Items from a data source:
=== Begin Enclosure ===

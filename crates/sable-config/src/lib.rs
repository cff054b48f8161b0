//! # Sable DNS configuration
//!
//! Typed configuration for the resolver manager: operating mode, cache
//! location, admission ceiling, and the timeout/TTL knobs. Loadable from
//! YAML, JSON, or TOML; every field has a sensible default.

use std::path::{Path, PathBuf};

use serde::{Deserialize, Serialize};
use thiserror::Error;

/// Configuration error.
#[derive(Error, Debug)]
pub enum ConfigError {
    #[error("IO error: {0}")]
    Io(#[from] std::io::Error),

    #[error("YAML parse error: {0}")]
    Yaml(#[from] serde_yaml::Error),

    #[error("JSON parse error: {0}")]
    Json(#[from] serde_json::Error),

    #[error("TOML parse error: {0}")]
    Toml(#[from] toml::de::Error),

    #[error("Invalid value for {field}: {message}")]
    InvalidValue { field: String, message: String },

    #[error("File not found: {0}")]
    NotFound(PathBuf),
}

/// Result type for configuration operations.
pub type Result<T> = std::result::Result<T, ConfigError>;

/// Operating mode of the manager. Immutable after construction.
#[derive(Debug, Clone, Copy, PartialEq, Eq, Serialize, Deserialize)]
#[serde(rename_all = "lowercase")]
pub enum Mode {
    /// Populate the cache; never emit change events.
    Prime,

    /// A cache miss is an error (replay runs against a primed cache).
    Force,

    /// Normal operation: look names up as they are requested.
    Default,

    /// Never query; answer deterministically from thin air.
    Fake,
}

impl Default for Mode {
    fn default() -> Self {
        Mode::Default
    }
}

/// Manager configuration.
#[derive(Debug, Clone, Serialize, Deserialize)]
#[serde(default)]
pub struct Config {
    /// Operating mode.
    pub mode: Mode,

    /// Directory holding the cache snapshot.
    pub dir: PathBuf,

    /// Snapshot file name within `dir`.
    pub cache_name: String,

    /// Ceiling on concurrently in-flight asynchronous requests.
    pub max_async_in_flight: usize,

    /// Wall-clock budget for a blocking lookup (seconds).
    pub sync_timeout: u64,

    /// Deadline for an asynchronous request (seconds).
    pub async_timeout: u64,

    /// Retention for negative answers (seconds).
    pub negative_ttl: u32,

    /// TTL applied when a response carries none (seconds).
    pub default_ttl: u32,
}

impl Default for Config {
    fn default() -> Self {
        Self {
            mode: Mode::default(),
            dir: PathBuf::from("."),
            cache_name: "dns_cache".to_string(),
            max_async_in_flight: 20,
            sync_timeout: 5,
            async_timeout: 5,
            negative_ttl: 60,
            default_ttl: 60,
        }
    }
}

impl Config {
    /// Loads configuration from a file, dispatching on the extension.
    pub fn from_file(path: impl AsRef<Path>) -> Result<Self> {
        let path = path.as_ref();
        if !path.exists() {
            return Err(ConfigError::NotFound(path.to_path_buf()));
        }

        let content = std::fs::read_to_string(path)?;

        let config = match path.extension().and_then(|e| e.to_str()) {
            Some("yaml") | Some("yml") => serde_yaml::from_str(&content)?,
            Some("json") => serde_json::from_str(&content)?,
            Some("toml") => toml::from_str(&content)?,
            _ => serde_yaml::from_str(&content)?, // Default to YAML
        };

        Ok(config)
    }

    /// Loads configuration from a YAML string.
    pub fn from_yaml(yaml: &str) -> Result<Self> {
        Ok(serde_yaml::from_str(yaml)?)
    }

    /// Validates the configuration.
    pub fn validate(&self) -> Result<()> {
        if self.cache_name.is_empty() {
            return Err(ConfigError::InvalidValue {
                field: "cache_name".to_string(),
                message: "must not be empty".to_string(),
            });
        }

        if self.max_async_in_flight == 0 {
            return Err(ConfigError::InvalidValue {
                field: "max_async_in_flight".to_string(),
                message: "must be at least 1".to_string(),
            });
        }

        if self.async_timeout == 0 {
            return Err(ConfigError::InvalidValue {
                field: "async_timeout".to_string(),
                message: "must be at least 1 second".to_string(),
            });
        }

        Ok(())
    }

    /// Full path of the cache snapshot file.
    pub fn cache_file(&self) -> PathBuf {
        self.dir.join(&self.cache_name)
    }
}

=== End Enclosure ===
=== Begin Enclosure ===

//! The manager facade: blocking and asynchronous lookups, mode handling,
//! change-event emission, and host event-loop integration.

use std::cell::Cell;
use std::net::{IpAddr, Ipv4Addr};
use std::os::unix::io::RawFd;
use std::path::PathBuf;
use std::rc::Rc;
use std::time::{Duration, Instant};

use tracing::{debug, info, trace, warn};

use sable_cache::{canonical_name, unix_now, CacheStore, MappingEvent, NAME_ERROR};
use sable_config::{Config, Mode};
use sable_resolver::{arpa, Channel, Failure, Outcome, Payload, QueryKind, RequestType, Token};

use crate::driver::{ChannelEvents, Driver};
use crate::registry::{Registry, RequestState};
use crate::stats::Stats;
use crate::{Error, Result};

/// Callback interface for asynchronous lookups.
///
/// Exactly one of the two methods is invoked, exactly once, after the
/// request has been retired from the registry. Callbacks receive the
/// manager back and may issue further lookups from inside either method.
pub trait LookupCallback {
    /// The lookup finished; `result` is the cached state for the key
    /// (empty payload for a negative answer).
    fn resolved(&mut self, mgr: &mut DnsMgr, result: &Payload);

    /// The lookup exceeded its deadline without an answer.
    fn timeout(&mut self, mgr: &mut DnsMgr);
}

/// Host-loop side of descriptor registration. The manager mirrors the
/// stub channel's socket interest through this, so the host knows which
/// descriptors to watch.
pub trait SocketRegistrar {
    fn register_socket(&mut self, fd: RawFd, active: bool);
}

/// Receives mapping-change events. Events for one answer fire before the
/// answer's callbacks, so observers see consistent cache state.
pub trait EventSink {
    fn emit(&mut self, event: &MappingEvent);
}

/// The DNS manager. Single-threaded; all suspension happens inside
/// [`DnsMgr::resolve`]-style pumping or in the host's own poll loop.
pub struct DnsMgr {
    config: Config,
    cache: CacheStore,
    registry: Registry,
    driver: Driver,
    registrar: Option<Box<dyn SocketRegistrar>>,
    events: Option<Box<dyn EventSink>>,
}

=== End Enclosure ===

INSTRUCTIONS FOR THE TASK
Among the entries above, identify all lines with "driver" and copy them.

EXERCISE SOLUTION
use crate::driver::{ChannelEvents, Driver};
    driver: Driver,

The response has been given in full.